For a small business, business model transformation rarely means building a two-sided marketplace from scratch. More often it looks like a service business adding a subscription tier, a product business adding a digital complement that generates recurring revenue, or a local operator using data from customer interactions to offer something more targeted than competitors can match. The common thread is that digital capabilities stop being a cost center and start being part of what you're actually selling.
Data and Analytics
Data is the domain that underlies the other three, which is why it tends to be listed last but should probably be thought about first. McKinsey's analysis of digitally mature organizations frames continuous value creation as dependent on the ability to deploy technology at scale, and that scale depends entirely on having reliable data to act on. A business that has transformed its customer experience but can't measure which parts of that experience drive retention is flying partially blind. A business that has automated its operations but has no visibility into where bottlenecks are forming can't improve what it can't see.
For small businesses, "data and analytics" doesn't have to mean a dedicated data team or a six-figure business intelligence platform. It means knowing which customer segments are most profitable, which products have the best margin relative to the support they require, and where in your sales or service process customers tend to drop off. Most of that information is already being generated by the tools a small business uses daily; the transformation is in actually using it to make decisions rather than relying on intuition and habit. That shift, from gut feel to informed judgment, is quieter than a new app launch but often more consequential.
Culture Is the Hard Part Nobody Warns You About
Every failed digital transformation has a technology story and a culture story. The technology story is the one that gets told in the post-mortem: the platform didn't integrate properly, the rollout took too long, the vendor oversold the product. The culture story is the one that actually explains what happened: people didn't change how they worked, leadership didn't model new behaviors, and the organization quietly continued operating the way it always had while the new software sat largely unused. Technology is the visible part of the iceberg. Culture is everything below the waterline.
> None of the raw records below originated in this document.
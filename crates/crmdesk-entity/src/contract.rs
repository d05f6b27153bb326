//! Contract entity model.

use chrono::{DateTime, Utc};
use serde::{Deserialize, Serialize};
use sqlx::FromRow;

use crate::patch::{Patch, UniqueProbe};

/// A contract between the company and a client.
#[derive(Debug, Clone, Serialize, Deserialize, FromRow)]
pub struct Contract {
    /// Unique contract identifier.
    pub id: i64,
    /// The client this contract belongs to.
    pub client_id: i64,
    /// The sales staff user responsible for this contract.
    pub owner_id: i64,
    /// Total contract amount.
    pub total_amount: f64,
    /// Amount still due.
    pub amount_due: f64,
    /// Whether the contract has been signed.
    pub is_signed: bool,
    /// When the record was created.
    pub created_at: DateTime<Utc>,
    /// When the record was last updated.
    pub updated_at: DateTime<Utc>,
}

/// Data required to create a new contract.
#[derive(Debug, Clone, Serialize, Deserialize)]
pub struct CreateContract {
    /// The client this contract belongs to.
    pub client_id: i64,
    /// The responsible sales staff user.
    pub owner_id: i64,
    /// Total contract amount.
    pub total_amount: f64,
    /// Amount still due.
    pub amount_due: f64,
    /// Whether the contract is signed at creation.
    pub is_signed: bool,
}

/// Sparse update against a contract. `None` leaves the field unchanged.
#[derive(Debug, Clone, Default, Serialize, Deserialize)]
pub struct ContractPatch {
    /// New total amount.
    pub total_amount: Option<f64>,
    /// New amount due.
    pub amount_due: Option<f64>,
    /// New signature state.
    pub is_signed: Option<bool>,
    /// New responsible sales staff user.
    pub owner_id: Option<i64>,
}

impl Patch for ContractPatch {
    type Entity = Contract;

    fn fields(&self) -> Vec<&'static str> {
        let mut fields = Vec::new();
        if self.total_amount.is_some() {
            fields.push("total_amount");
        }
        if self.amount_due.is_some() {
            fields.push("amount_due");
        }
        if self.is_signed.is_some() {
            fields.push("is_signed");
        }
        if self.owner_id.is_some() {
            fields.push("owner_id");
        }
        fields
    }

    fn unique_changes(&self, _current: &Contract) -> Vec<UniqueProbe> {
        Vec::new()
    }

    fn apply_to(&self, entity: &mut Contract) {
        if let Some(total_amount) = self.total_amount {
            entity.total_amount = total_amount;
        }
        if let Some(amount_due) = self.amount_due {
            entity.amount_due = amount_due;
        }
        if let Some(is_signed) = self.is_signed {
            entity.is_signed = is_signed;
        }
        if let Some(owner_id) = self.owner_id {
            entity.owner_id = owner_id;
        }
    }
}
Academic literature on digital transformation is consistent on this point: digital transformation is a socio-technical process, meaning the human and organizational dimensions carry as much weight as the technical ones. This framing matters because it shifts the question from "which tools should we buy?" to "how do we need to change the way we make decisions and share information?" Those are harder questions, and they don't have a vendor solution. No software subscription fixes a culture that punishes experimentation or a management layer that hoards information.
"The operative word in 'digital transformation' is not 'digital.' It's 'transformation.' And transformation, by definition, requires people to do things differently than they did before."
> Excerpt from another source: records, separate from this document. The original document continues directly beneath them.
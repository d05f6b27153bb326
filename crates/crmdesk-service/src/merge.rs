//! All-or-nothing sparse patch application.
//!
//! Uniqueness is probed for every constrained field the patch would change
//! *before* any field is written to the entity, so a conflict leaves the
//! loaded record untouched. Persistence stays with the caller, inside the
//! same unit of work, so a later failure rolls the whole mutation back.

use crmdesk_core::error::AppError;
use crmdesk_core::result::AppResult;
use crmdesk_database::UnitOfWork;
use crmdesk_database::repositories::unique;
use crmdesk_entity::kind::EntityKind;
use crmdesk_entity::patch::Patch;

/// Applies a sparse patch to a loaded entity.
///
/// Fields the patch leaves as `None` are untouched. For every unique field
/// the patch changes, the store is probed for another row already holding
/// the candidate value; the first hit aborts with `Conflict` before any
/// field is mutated.
pub async fn apply_patch<P: Patch>(
    uow: &mut UnitOfWork,
    kind: EntityKind,
    entity_id: i64,
    entity: &mut P::Entity,
    patch: &P,
) -> AppResult<()> {
    for probe in patch.unique_changes(entity) {
        let taken =
            unique::value_taken_by_other(uow.conn(), kind, probe.field, &probe.value, Some(entity_id))
                .await?;
        if taken {
            return Err(AppError::conflict(probe.field, &probe.value));
        }
    }

    patch.apply_to(entity);
    Ok(())
}
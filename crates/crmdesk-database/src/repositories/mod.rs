//! Repository implementations, one per entity.
//!
//! Methods are associated functions taking `&mut SqliteConnection` so that
//! every query joins whatever transaction the caller is holding.

pub mod client;
pub mod contract;
pub mod event;
pub mod staff;
pub mod unique;

pub use client::ClientRepository;
pub use contract::ContractRepository;
pub use event::EventRepository;
pub use staff::StaffRepository;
Leadership is where this plays out most visibly. IBM's analysis of digital transformation requirements emphasizes that strong leadership support, particularly from the top of the organization, is essential for fostering the cultural change that transformation requires. This isn't about executives endorsing a technology project in a company-wide email. It's about leaders visibly changing their own behavior: making decisions based on data rather than hierarchy, tolerating well-reasoned experiments that don't pan out, and being willing to question processes that have worked fine for years but may not be fit for a digital operating environment. When leadership doesn't model the change, the rest of the organization reads the gap between the stated vision and actual behavior as the real policy.
For small business owners, the culture challenge looks different from how it does in a large enterprise, but it's no less real. In a ten-person business, culture is largely set by the owner's daily habits. If the owner still makes every significant decision based on personal judgment rather than available data, the team learns that data doesn't actually drive decisions here. If new tools get introduced without any change to how meetings are run or how performance is measured, people correctly conclude that the tools are optional. The transformation stalls not because anyone is opposed to it in principle, but because the organizational signals point in a different direction than the stated goals.
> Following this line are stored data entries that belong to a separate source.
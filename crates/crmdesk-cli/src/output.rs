//! Table and JSON output formatting for CLI commands.

use serde::Serialize;
use tabled::{Table, Tabled};

/// Output format selection
#[derive(Debug, Clone, Copy, PartialEq, Eq, clap::ValueEnum)]
pub enum OutputFormat {
    /// Human-readable table
    Table,
    /// JSON output
    Json,
}

impl Default for OutputFormat {
    fn default() -> Self {
        Self::Table
    }
}

/// Print a list of items in the selected format
pub fn print_list<T: Serialize + Tabled>(items: &[T], format: OutputFormat) {
    match format {
        OutputFormat::Table => {
            if items.is_empty() {
                println!("No results found.");
            } else {
                let table = Table::new(items).to_string();
                println!("{}", table);
            }
        }
        OutputFormat::Json => {
            let json = serde_json::to_string_pretty(items).unwrap_or_else(|_| "[]".to_string());
            println!("{}", json);
        }
    }
}

/// Print a success message
pub fn print_success(msg: &str) {
    println!("✓ {}", msg);
}

/// Print a warning message
pub fn print_warning(msg: &str) {
    println!("⚠ {}", msg);
}

/// Print an error message
pub fn print_error(msg: &str) {
    eprintln!("✗ {}", msg);
}

/// Print a key-value pair
pub fn print_kv(key: &str, value: &str) {
    println!("  {:<16} {}", format!("{}:", key), value);
}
Adaptability and continuous learning are the specific cultural qualities that McKinsey identifies as necessary for sustained digital transformation. These sound like HR talking points until you consider what they mean operationally. Adaptability means your team can absorb a significant change to a workflow or tool without a month of resistance and a spike in errors. Continuous learning means people are actively building skills rather than waiting for formal training programs. Neither of those qualities emerges from a culture that treats stability as the default good and change as an interruption. Building them requires deliberate choices about hiring, about how mistakes are handled, and about whether learning is treated as part of the job or something people do on their own time.
There's a useful reframe here for anyone who has been treating digital transformation primarily as a technology procurement exercise. The question isn't just "what should we implement?" It's "what kind of organization do we need to become in order to use these capabilities well?" A business that answers the first question without the second tends to accumulate tools without accumulating capability. The tools become a cost. The capability, which is what actually creates competitive advantage, never quite materializes. Genuine transformation requires both questions to be asked, and the second one answered first.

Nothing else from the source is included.